When Alice wishes to shared file.txt she also shares file.txt.sig so that anyone can verify her signature. So Alice can sign but before she can send Bob a message, Bob must also have a key pair and publish his public key somewhere or sent it to Alice. Lets assume Bob already did it and Alice imported Bob’s public key into GPG, either with the --import flag or --recv-keys from a server. If Alice wants to send Bob a message she would issue the following commands:


alice@wonderland ~ $ gpg --import bob.asc
gpg: key 81DBD5F6: public key "Robert (Nope) <bob@whatdoesthebobsay.xyz>" imported
gpg: Total number processed: 1
gpg: imported: 1 (RSA: 1)

alice@wonderland ~ $ gpg --list-public-keys
/home/alice/.gnupg/pubring.gpg
------------------------------
pub 2048R/96FE8CE5 2017-10-13
uid Alice (Mushroom) <alice@wonderland.xyz>
sub 2048R/76E5C437 2017-10-13

pub 2048R/81DBD5F6 2017-10-13
uid Robert (Nope) <bob@whatdoesthebobsay.xyz>
sub 2048R/21B662BE 2017-10-13

alice@wonderland ~ $ echo "This is a secret message to Bob" > message.txt
alice@wonderland ~ $ ls -l message*
-rw-rw-r-- 1 alice alice 32 Out 13 16:25 message.txt
alice@wonderland ~ $ gpg -r bob@whatdoesthebobsay.xyz --sign --encrypt message.txt

You need a passphrase to unlock the secret key for
user: "Alice (Mushroom) <alice@wonderland.xyz>"
2048-bit RSA key, ID 96FE8CE5, created 2017-10-13

gpg: gpg-agent is not available in this session
gpg: 21B662BE: There is no assurance this key belongs to the named user

pub 2048R/21B662BE 2017-10-13 Robert (Nope) <bob@whatdoesthebobsay.xyz>
Primary key fingerprint: 1558 11B0 C87D 0E02 1C8B 304F 4982 D1D3 81DB D5F6
Subkey fingerprint: 6CC7 BC9C D69E 9465 78E4 53E3 A931 7A64 21B6 62BE

It is NOT certain that the key belongs to the person named
in the user ID. If you *really* know what you are doing,
you may answer the next question with yes.

Use this key anyway? (y/N) y
alice@wonderland ~ $ ls -l message*
-rw-rw-r-- 1 alice alice 32 Out 13 16:25 message.txt
-rw-rw-r-- 1 alice alice 678 Out 13 16:25 message.txt.gpg

This would encrypt message.txt with Bob’s public key and sign the file using Alice private key.

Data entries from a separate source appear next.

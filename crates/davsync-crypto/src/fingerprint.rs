//! Content fingerprints used to compare local and remote objects cheaply.

use sha2::{Digest, Sha256};

/// Length of a fingerprint in bytes; also the length of the remote prefix
/// probed before an upload.
pub const FINGERPRINT_LEN: usize = 32;

/// SHA-256 of `data`.
pub fn content_fingerprint(data: &[u8]) -> [u8; FINGERPRINT_LEN] {
    Sha256::digest(data).into()
}
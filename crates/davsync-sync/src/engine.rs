//! Transfer engine: uploads, ranged downloads, and the pre-upload probe
//!
//!   - `upload_file`: read from the vault, skip if the remote probe says
//!     unchanged, otherwise encrypt (optional) and PUT in one request
//!   - `download_blocks`: ranged GETs of `block_size` each into a buffer
//!     preallocated to the known size
//!   - `download_file`: stat, download, decrypt (optional), write to the vault
//!   - `verify_remote`: stat plus the 32-byte fingerprint probe
//!
//! With encryption on, remote keys are the obscured form of the vault key and
//! sit flat under the base directory; folders become empty placeholder
//! objects whose revealed key ends with `/`.

use bytes::Bytes;
use davsync_core::config::{CryptoConfig, NameEncoding};
use davsync_core::{BlockRange, DavsyncError, DavsyncResult, RemoteItem};
use davsync_crypto::{content_fingerprint, CodecParams, FINGERPRINT_LEN};
use davsync_storage::WebdavTransport;
use secrecy::{ExposeSecret, SecretString};
use tracing::{debug, info, warn};

use crate::vault::LocalVault;

/// Progress callback type (done, total, message)
pub type ProgressFn = Box<dyn Fn(u64, u64, &str) + Send + Sync>;

/// Password and parameters for content and name encryption.
pub struct EncryptionContext {
    pub password: SecretString,
    pub rounds: u32,
    pub name_encoding: NameEncoding,
}

impl std::fmt::Debug for EncryptionContext {
    fn fmt(&self, f: &mut std::fmt::Formatter<'_>) -> std::fmt::Result {
        f.debug_struct("EncryptionContext")
            .field("password", &"[REDACTED]")
            .field("rounds", &self.rounds)
            .field("name_encoding", &self.name_encoding)
            .finish()
    }
}

impl EncryptionContext {
    pub fn new(password: SecretString, rounds: u32, name_encoding: NameEncoding) -> Self {
        Self {
            password,
            rounds,
            name_encoding,
        }
    }

    /// `None` when no password is configured.
    pub fn from_config(crypto: &CryptoConfig) -> Option<Self> {
        crypto.enabled().then(|| {
            Self::new(
                SecretString::from(crypto.password.clone()),
                crypto.kdf_rounds,
                crypto.name_encoding,
            )
        })
    }

    /// Encrypted, printable remote name for a vault key. Randomized: two calls
    /// give different names for the same key.
    pub fn obscure_key(&self, key: &str) -> DavsyncResult<String> {
        davsync_crypto::encrypt_to_text(key, &self.password, self.rounds, self.name_encoding)
    }

    /// Vault key behind an obscured remote key (its last path segment).
    pub fn reveal_key(&self, remote_key: &str) -> DavsyncResult<String> {
        let name = remote_key
            .trim_end_matches('/')
            .rsplit('/')
            .next()
            .unwrap_or_default();
        davsync_crypto::decrypt_from_text(name, &self.password, self.rounds, self.name_encoding)
    }

    fn owned_password(&self) -> SecretString {
        SecretString::from(self.password.expose_secret().to_owned())
    }

    async fn encrypt(&self, plain: Vec<u8>) -> DavsyncResult<Vec<u8>> {
        let password = self.owned_password();
        let params = CodecParams::with_rounds(self.rounds);
        tokio::task::spawn_blocking(move || davsync_crypto::encrypt(&plain, &password, &params))
            .await
            .map_err(|e| DavsyncError::Other(e.into()))?
    }

    async fn decrypt(&self, stream: Vec<u8>) -> DavsyncResult<Vec<u8>> {
        let password = self.owned_password();
        let params = CodecParams::with_rounds(self.rounds);
        tokio::task::spawn_blocking(move || davsync_crypto::decrypt(&stream, &password, &params))
            .await
            .map_err(|e| DavsyncError::Other(e.into()))?
    }
}

/// Result of uploading one vault entry
#[derive(Debug)]
pub struct UploadResult {
    /// Remote state after the upload (or the existing object when skipped)
    pub item: RemoteItem,
    /// Key the object lives under remotely (obscured when encrypting)
    pub remote_key: String,
    /// true if the remote already matched and nothing was sent
    pub skipped: bool,
}

/// Result of downloading one remote entry
#[derive(Debug)]
pub struct DownloadResult {
    pub key: String,
    pub remote_key: String,
    pub bytes: u64,
}

/// Outcome of [`verify_remote`] for an existing remote object
#[derive(Debug, Clone, PartialEq, Eq)]
pub struct RemoteCheck {
    /// Ranged GETs a download of this object takes
    pub block_count: u64,
    /// Remote size in bytes
    pub total: u64,
    /// Vault key the remote object corresponds to
    pub remote_name: String,
    /// Remote metadata at the time of the check
    pub item: RemoteItem,
    /// The fingerprint probe matched; upload can be skipped
    pub is_same: bool,
}

/// Render a byte count as B/KB/MB/GB with two decimals.
pub fn format_size(bytes: u64) -> String {
    const KB: f64 = 1024.0;
    let b = bytes as f64;
    if b < KB {
        format!("{bytes} B")
    } else if b < KB * KB {
        format!("{:.2} KB", b / KB)
    } else if b < KB * KB * KB {
        format!("{:.2} MB", b / (KB * KB))
    } else {
        format!("{:.2} GB", b / (KB * KB * KB))
    }
}

/// Compare the first `FINGERPRINT_LEN` remote bytes against the local
/// content fingerprint.
///
/// This is a heuristic: the remote prefix is raw (possibly encrypted) content
/// while the fingerprint is a digest of the plaintext, so a match only occurs
/// when the stored object starts with that digest.
async fn fingerprint_matches(
    transport: &WebdavTransport,
    remote_key: &str,
    local: &[u8],
) -> DavsyncResult<bool> {
    let head = transport
        .get_range(remote_key, BlockRange::new(0, FINGERPRINT_LEN as u64))
        .await?;
    Ok(head.len() == FINGERPRINT_LEN && head[..] == content_fingerprint(local))
}

/// Stat a remote object, map it back to its vault key, and run the
/// fingerprint probe against the local copy.
///
/// Returns `None` when the remote object does not exist (it needs uploading).
/// Folders and entries missing from the vault are never the same; no range
/// is fetched for them.
pub async fn verify_remote(
    transport: &WebdavTransport,
    vault: &dyn LocalVault,
    ctx: Option<&EncryptionContext>,
    remote_key: &str,
) -> DavsyncResult<Option<RemoteCheck>> {
    let item = match transport.stat(remote_key).await {
        Ok(item) => item,
        Err(e) if e.is_not_found() => {
            debug!(remote_key, "not on remote");
            return Ok(None);
        }
        Err(e) => return Err(e),
    };

    let remote_name = match ctx {
        Some(ctx) => ctx.reveal_key(remote_key)?,
        None => remote_key.to_string(),
    };
    let is_same = if item.is_dir()
        || remote_name.ends_with('/')
        || !vault.exists(&remote_name).await?
    {
        debug!(remote_key, remote_name = %remote_name, "no local file to compare");
        false
    } else {
        let local = vault.read_binary(&remote_name).await?;
        fingerprint_matches(transport, remote_key, &local).await?
    };

    Ok(Some(RemoteCheck {
        block_count: BlockRange::block_count(item.size, transport.block_size()),
        total: item.size,
        remote_name,
        item,
        is_same,
    }))
}

/// Upload one vault entry.
///
/// `key` is the vault key (folders end with `/`). `existing_remote` is the
/// remote key already holding this entry, if the caller knows it from a
/// listing; without it an encrypted upload gets a fresh obscured name.
pub async fn upload_file(
    transport: &WebdavTransport,
    vault: &dyn LocalVault,
    ctx: Option<&EncryptionContext>,
    key: &str,
    existing_remote: Option<&str>,
    progress: Option<&ProgressFn>,
) -> DavsyncResult<UploadResult> {
    let remote_key = match (existing_remote, ctx) {
        (Some(remote), _) => remote.to_string(),
        (None, Some(ctx)) => ctx.obscure_key(key)?,
        (None, None) => key.to_string(),
    };

    if key.ends_with('/') {
        match ctx {
            None => transport.mkdir_all(&remote_key).await?,
            Some(_) => transport.put(&remote_key, Bytes::new()).await?,
        }
        let item = transport.stat(&remote_key).await?;
        info!(key, remote_key = %remote_key, "folder uploaded");
        return Ok(UploadResult {
            item,
            remote_key,
            skipped: false,
        });
    }

    if let Some(check) = verify_remote(transport, vault, ctx, &remote_key).await? {
        if check.is_same {
            debug!(key, remote_key = %remote_key, "skip: remote unchanged");
            return Ok(UploadResult {
                item: check.item,
                remote_key,
                skipped: true,
            });
        }
    }

    let local = vault.read_binary(key).await?;
    let local_len = local.len() as u64;

    let body = match ctx {
        Some(ctx) => ctx.encrypt(local).await?,
        None => local,
    };
    let sent = body.len() as u64;
    let body = Bytes::from(body);

    if let Err(e) = transport.put(&remote_key, body.clone()).await {
        // Unencrypted keys keep their folders; create them on first write.
        let conflict = matches!(e, DavsyncError::Http { status: 409, .. });
        let parent = remote_key.rsplit_once('/').map(|(dir, _)| dir);
        match (conflict, parent) {
            (true, Some(dir)) => {
                debug!(dir, "creating missing remote folders");
                transport.mkdir_all(dir).await?;
                transport.put(&remote_key, body).await?;
            }
            _ => return Err(e),
        }
    }

    if let Some(cb) = progress {
        cb(sent, sent, &format!("uploaded {}", format_size(sent)));
    }

    let item = transport.stat(&remote_key).await?;
    info!(
        key,
        remote_key = %remote_key,
        bytes = local_len,
        sent,
        "uploaded"
    );
    Ok(UploadResult {
        item,
        remote_key,
        skipped: false,
    })
}

/// PUT bytes as-is (no encryption, no probe), e.g. for metadata objects.
pub async fn upload_raw(
    transport: &WebdavTransport,
    key: &str,
    data: impl Into<Bytes>,
) -> DavsyncResult<RemoteItem> {
    transport.put(key, data.into()).await?;
    transport.stat(key).await
}

/// Fetch `size` bytes of a remote object with one ranged GET per block.
///
/// A failed or empty block is logged and skipped so the remaining blocks are
/// still fetched; if any byte is missing at the end the whole download fails
/// with `IncompleteDownload`.
pub async fn download_blocks(
    transport: &WebdavTransport,
    remote_key: &str,
    size: u64,
    progress: Option<&ProgressFn>,
) -> DavsyncResult<Vec<u8>> {
    let ranges = BlockRange::split(size, transport.block_size());
    let total_blocks = ranges.len();
    let len = usize::try_from(size)
        .map_err(|_| DavsyncError::SizeValidation(format!("{size} bytes does not fit in memory")))?;
    let mut buf = vec![0u8; len];
    let mut received = 0u64;

    for (i, range) in ranges.into_iter().enumerate() {
        match transport.get_range(remote_key, range).await {
            Ok(block) if block.is_empty() => {
                warn!(remote_key, block = i, "empty block");
            }
            Ok(block) => {
                let n = block.len().min(range.len() as usize);
                let start = range.start as usize;
                buf[start..start + n].copy_from_slice(&block[..n]);
                received += n as u64;
                if (n as u64) < range.len() {
                    warn!(remote_key, block = i, got = n, want = range.len(), "short block");
                }
            }
            Err(e) => {
                warn!(remote_key, block = i, error = %e, "block download failed");
            }
        }

        if let Some(cb) = progress {
            cb(
                range.end.min(size),
                size,
                &format!("block {}/{total_blocks} ({})", i + 1, format_size(range.end)),
            );
        }
    }

    if received < size {
        return Err(DavsyncError::IncompleteDownload {
            path: transport.remote_path(remote_key),
            expected: size,
            received,
        });
    }
    debug!(remote_key, bytes = size, blocks = total_blocks, "download complete");
    Ok(buf)
}

/// Download a remote entry into the vault, decrypting when `ctx` is set.
///
/// Folders only create the local directory. Files keep the remote
/// modification time.
pub async fn download_file(
    transport: &WebdavTransport,
    vault: &dyn LocalVault,
    ctx: Option<&EncryptionContext>,
    remote_key: &str,
    progress: Option<&ProgressFn>,
) -> DavsyncResult<DownloadResult> {
    let key = match ctx {
        Some(ctx) => ctx.reveal_key(remote_key)?,
        None => remote_key.to_string(),
    };

    if key.ends_with('/') {
        vault.create_dir_all(&key).await?;
        return Ok(DownloadResult {
            key,
            remote_key: remote_key.to_string(),
            bytes: 0,
        });
    }

    let item = transport.stat(remote_key).await?;
    let body = download_blocks(transport, remote_key, item.size, progress).await?;
    let plain = match ctx {
        Some(ctx) => ctx.decrypt(body).await?,
        None => body,
    };

    let mtime = (item.last_modified > 0).then_some(item.last_modified);
    vault.write_binary(&key, &plain, mtime).await?;
    info!(key = %key, remote_key, bytes = plain.len(), "downloaded");

    Ok(DownloadResult {
        key,
        remote_key: remote_key.to_string(),
        bytes: plain.len() as u64,
    })
}

/// Delete a remote entry. The base directory itself is never deleted, and a
/// missing object counts as deleted.
pub async fn delete_remote(transport: &WebdavTransport, remote_key: &str) -> DavsyncResult<()> {
    if remote_key.is_empty() || remote_key == "/" {
        return Ok(());
    }
    match transport.delete(remote_key).await {
        Ok(()) => {
            info!(remote_key, "deleted");
            Ok(())
        }
        Err(e) if e.is_not_found() => {
            debug!(remote_key, "delete: already gone");
            Ok(())
        }
        Err(e) => Err(e),
    }
}
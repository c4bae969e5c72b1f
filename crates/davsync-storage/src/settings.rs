//! Persistence of WebDAV settings learned at runtime
//!
//! The transport writes back the negotiated depth capability so later
//! sessions skip the probe.

use std::path::{Path, PathBuf};
use std::sync::atomic::{AtomicUsize, Ordering};
use std::sync::Mutex;

use async_trait::async_trait;
use davsync_core::config::{DavsyncConfig, WebdavConfig};
use davsync_core::DavsyncResult;
use tracing::debug;

#[async_trait]
pub trait SettingsStore: Send + Sync {
    async fn load_webdav(&self) -> DavsyncResult<WebdavConfig>;
    async fn save_webdav(&self, webdav: &WebdavConfig) -> DavsyncResult<()>;
}

/// Stores the `[webdav]` table inside the davsync TOML config file,
/// leaving the other sections untouched.
#[derive(Debug, Clone)]
pub struct TomlSettingsStore {
    path: PathBuf,
}

impl TomlSettingsStore {
    pub fn new(path: impl Into<PathBuf>) -> Self {
        Self { path: path.into() }
    }

    pub fn path(&self) -> &Path {
        &self.path
    }

    async fn read_config(&self) -> DavsyncResult<DavsyncConfig> {
        match tokio::fs::read_to_string(&self.path).await {
            Ok(content) => DavsyncConfig::from_toml_str(&content),
            Err(e) if e.kind() == std::io::ErrorKind::NotFound => Ok(DavsyncConfig::default()),
            Err(e) => Err(e.into()),
        }
    }
}

#[async_trait]
impl SettingsStore for TomlSettingsStore {
    async fn load_webdav(&self) -> DavsyncResult<WebdavConfig> {
        Ok(self.read_config().await?.webdav)
    }

    async fn save_webdav(&self, webdav: &WebdavConfig) -> DavsyncResult<()> {
        let mut config = self.read_config().await?;
        config.webdav = webdav.clone();

        if let Some(parent) = self.path.parent() {
            if !parent.as_os_str().is_empty() {
                tokio::fs::create_dir_all(parent).await?;
            }
        }
        tokio::fs::write(&self.path, config.to_toml_string()?).await?;
        debug!(path = %self.path.display(), depth = ?webdav.depth, "webdav settings saved");
        Ok(())
    }
}

/// Settings held in memory; counts saves for assertions.
#[derive(Debug, Default)]
pub struct MemorySettingsStore {
    webdav: Mutex<WebdavConfig>,
    saves: AtomicUsize,
}

impl MemorySettingsStore {
    pub fn new(webdav: WebdavConfig) -> Self {
        Self {
            webdav: Mutex::new(webdav),
            saves: AtomicUsize::new(0),
        }
    }

    pub fn save_count(&self) -> usize {
        self.saves.load(Ordering::SeqCst)
    }

    pub fn current(&self) -> WebdavConfig {
        self.webdav
            .lock()
            .map(|w| w.clone())
            .unwrap_or_else(|poisoned| poisoned.into_inner().clone())
    }
}

#[async_trait]
impl SettingsStore for MemorySettingsStore {
    async fn load_webdav(&self) -> DavsyncResult<WebdavConfig> {
        Ok(self.current())
    }

    async fn save_webdav(&self, webdav: &WebdavConfig) -> DavsyncResult<()> {
        match self.webdav.lock() {
            Ok(mut guard) => *guard = webdav.clone(),
            Err(poisoned) => *poisoned.into_inner() = webdav.clone(),
        }
        self.saves.fetch_add(1, Ordering::SeqCst);
        Ok(())
    }
}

Now Alice can send Bob the file message.txt.gpg and not only is Bob the only person able to decrypt it, he can also verify that it came from Alice as long as he has Alice’s public key. Let’s see what Bob would have to do:


bob@whatdoesthebobsay ~ $ gpg --import alice-public-key.asc
gpg: key 96FE8CE5: public key "Alice (Mushroom) <alice@wonderland.xyz>" imported
gpg: Total number processed: 1
gpg: imported: 1 (RSA: 1)

bob@whatdoesthebobsay ~ $ gpg --decrypt message.txt.gpg

You need a passphrase to unlock the secret key for
user: "Robert (Nope) <bob@whatdoesthebobsay.xyz>"
2048-bit RSA key, ID 21B662BE, created 2017-10-13 (main key ID 81DBD5F6)

gpg: encrypted with 2048-bit RSA key, ID 21B662BE, created 2017-10-13
"Robert (Nope) <bob@whatdoesthebobsay.xyz>"

This is a secret message to Bob

gpg: Signature made Sex 13 Out 2017 16:19:51 WEST using RSA key ID 96FE8CE5
gpg: Good signature from "Alice (Mushroom) <alice@wonderland.xyz>"
gpg: WARNING: This key is not certified with a trusted signature!
gpg: There is no indication that the signature belongs to the owner.
Primary key fingerprint: B5FF 1BE3 4502 F425 A444 D6EC FBEC 78AE 96FE 8CE5

Who Can You Trust?

You might have notice the WARNING message saying that Alice key is not certified with a trusted signature and there is no indication that the signature belongs to her. If Bob knows for sure that Alice key is from Alice, he can sign it and GPG will see it as trusted.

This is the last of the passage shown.